YOUR GOAL:
Restate word for word the entries below, starting with the line with "filename crates/mpack-gen/src/directives.rs" and continuing through the line with "use crate::diag;". Include both of those lines and no others.

=== Begin Enclosure ===

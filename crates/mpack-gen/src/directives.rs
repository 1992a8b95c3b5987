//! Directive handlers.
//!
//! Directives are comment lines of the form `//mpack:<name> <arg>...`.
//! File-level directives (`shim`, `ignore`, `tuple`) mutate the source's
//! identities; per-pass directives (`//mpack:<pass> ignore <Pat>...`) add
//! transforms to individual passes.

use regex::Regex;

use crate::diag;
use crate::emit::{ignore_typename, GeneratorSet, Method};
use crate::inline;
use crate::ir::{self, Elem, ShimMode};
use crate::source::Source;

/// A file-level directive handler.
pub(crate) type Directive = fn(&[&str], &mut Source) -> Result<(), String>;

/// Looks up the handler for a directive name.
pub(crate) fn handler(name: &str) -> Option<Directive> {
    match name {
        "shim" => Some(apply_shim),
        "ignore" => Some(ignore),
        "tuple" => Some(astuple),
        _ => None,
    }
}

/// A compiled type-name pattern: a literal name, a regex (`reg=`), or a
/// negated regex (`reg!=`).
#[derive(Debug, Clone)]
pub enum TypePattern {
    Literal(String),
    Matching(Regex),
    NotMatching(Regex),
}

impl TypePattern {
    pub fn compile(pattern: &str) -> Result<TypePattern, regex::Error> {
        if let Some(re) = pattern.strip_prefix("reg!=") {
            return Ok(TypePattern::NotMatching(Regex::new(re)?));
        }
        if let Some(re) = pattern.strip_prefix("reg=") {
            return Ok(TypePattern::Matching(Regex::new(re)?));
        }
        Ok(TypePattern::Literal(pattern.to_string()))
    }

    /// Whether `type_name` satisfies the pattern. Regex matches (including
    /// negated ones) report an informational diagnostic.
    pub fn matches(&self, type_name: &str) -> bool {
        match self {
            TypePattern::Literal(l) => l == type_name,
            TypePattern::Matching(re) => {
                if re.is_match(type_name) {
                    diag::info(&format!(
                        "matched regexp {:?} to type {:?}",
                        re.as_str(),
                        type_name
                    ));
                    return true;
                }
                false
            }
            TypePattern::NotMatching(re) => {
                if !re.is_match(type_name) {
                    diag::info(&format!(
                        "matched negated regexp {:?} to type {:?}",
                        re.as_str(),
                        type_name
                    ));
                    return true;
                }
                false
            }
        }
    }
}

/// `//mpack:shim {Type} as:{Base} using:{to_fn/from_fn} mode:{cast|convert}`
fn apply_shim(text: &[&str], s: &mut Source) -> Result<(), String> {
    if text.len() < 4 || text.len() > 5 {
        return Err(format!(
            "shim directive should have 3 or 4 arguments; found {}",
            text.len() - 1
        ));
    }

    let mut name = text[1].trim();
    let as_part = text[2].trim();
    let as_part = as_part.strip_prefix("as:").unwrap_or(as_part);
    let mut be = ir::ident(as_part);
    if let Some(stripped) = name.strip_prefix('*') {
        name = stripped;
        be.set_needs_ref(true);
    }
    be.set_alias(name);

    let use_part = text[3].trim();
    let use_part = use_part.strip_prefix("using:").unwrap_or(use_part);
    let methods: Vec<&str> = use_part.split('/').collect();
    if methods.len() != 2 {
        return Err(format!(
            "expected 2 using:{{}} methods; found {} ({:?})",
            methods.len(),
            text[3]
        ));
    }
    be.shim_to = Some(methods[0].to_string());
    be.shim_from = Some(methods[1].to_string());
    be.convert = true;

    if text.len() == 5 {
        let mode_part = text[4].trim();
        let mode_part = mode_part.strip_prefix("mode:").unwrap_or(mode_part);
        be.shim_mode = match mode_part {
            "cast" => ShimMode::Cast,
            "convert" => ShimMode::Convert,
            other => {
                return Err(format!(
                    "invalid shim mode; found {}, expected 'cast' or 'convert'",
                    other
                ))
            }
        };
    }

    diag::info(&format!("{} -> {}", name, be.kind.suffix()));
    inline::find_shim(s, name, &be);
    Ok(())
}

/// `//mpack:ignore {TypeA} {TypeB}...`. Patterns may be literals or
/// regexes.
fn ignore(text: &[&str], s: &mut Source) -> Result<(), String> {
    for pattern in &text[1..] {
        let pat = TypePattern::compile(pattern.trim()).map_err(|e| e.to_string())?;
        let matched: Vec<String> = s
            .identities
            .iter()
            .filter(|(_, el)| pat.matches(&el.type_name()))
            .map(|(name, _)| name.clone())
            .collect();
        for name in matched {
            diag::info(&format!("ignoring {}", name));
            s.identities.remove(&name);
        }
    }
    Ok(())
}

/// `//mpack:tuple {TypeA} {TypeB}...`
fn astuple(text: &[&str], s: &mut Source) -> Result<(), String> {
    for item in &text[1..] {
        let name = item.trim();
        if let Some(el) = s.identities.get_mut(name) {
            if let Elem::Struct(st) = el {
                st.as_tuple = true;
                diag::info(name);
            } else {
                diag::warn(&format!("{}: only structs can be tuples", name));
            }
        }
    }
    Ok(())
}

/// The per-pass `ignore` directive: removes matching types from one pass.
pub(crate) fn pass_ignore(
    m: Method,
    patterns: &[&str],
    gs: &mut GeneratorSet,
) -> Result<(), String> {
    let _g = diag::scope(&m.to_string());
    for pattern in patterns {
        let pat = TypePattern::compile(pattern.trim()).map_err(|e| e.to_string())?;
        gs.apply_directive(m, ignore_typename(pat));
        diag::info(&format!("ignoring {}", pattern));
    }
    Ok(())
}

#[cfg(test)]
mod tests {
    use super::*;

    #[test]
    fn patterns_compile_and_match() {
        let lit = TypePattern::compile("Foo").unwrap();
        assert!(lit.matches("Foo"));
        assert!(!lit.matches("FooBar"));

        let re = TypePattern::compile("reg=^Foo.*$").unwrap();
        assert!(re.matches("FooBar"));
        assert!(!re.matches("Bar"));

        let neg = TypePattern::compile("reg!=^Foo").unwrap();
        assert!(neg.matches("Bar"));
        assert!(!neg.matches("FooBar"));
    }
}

=== End Enclosure ===
=== Begin Enclosure ===

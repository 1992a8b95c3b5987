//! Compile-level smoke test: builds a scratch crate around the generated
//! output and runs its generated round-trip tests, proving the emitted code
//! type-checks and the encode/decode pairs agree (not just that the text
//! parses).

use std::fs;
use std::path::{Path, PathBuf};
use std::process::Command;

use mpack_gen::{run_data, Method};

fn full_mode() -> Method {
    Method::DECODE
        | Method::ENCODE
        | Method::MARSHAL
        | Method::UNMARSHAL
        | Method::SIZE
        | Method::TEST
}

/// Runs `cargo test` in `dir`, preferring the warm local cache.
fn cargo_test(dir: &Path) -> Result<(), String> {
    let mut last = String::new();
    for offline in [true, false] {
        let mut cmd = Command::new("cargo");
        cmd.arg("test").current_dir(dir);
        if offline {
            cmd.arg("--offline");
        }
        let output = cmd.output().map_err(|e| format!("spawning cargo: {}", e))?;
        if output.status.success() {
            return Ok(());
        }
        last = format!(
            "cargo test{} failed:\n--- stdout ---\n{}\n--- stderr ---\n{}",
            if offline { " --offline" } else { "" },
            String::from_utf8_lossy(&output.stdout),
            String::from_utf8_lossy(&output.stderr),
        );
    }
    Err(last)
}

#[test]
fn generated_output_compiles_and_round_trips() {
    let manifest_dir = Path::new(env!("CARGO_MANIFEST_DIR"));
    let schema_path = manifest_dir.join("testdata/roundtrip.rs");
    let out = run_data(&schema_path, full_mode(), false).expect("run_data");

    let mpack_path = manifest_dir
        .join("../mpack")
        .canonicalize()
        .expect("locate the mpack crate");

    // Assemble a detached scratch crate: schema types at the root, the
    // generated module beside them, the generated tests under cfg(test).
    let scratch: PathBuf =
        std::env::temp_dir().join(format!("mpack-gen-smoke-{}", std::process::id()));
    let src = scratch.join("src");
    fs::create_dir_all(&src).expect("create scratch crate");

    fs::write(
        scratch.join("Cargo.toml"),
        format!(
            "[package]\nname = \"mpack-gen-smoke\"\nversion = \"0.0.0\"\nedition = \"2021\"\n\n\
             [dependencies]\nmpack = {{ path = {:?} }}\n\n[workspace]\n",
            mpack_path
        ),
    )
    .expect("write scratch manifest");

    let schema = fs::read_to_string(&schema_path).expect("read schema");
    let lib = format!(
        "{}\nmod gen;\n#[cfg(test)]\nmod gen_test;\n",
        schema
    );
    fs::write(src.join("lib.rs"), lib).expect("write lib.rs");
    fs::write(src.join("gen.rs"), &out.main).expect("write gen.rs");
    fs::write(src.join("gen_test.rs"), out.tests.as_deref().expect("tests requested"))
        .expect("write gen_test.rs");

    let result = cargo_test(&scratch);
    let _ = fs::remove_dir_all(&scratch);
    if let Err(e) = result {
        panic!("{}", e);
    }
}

=== End Enclosure ===

SOLUTION:
filename crates/mpack-gen/src/directives.rs
repository 1992a8b95c3b5987
//! Directive handlers.
//!
//! Directives are comment lines of the form `//mpack:<name> <arg>...`.
//! File-level directives (`shim`, `ignore`, `tuple`) mutate the source's
//! identities; per-pass directives (`//mpack:<pass> ignore <Pat>...`) add
//! transforms to individual passes.

use regex::Regex;

use crate::diag;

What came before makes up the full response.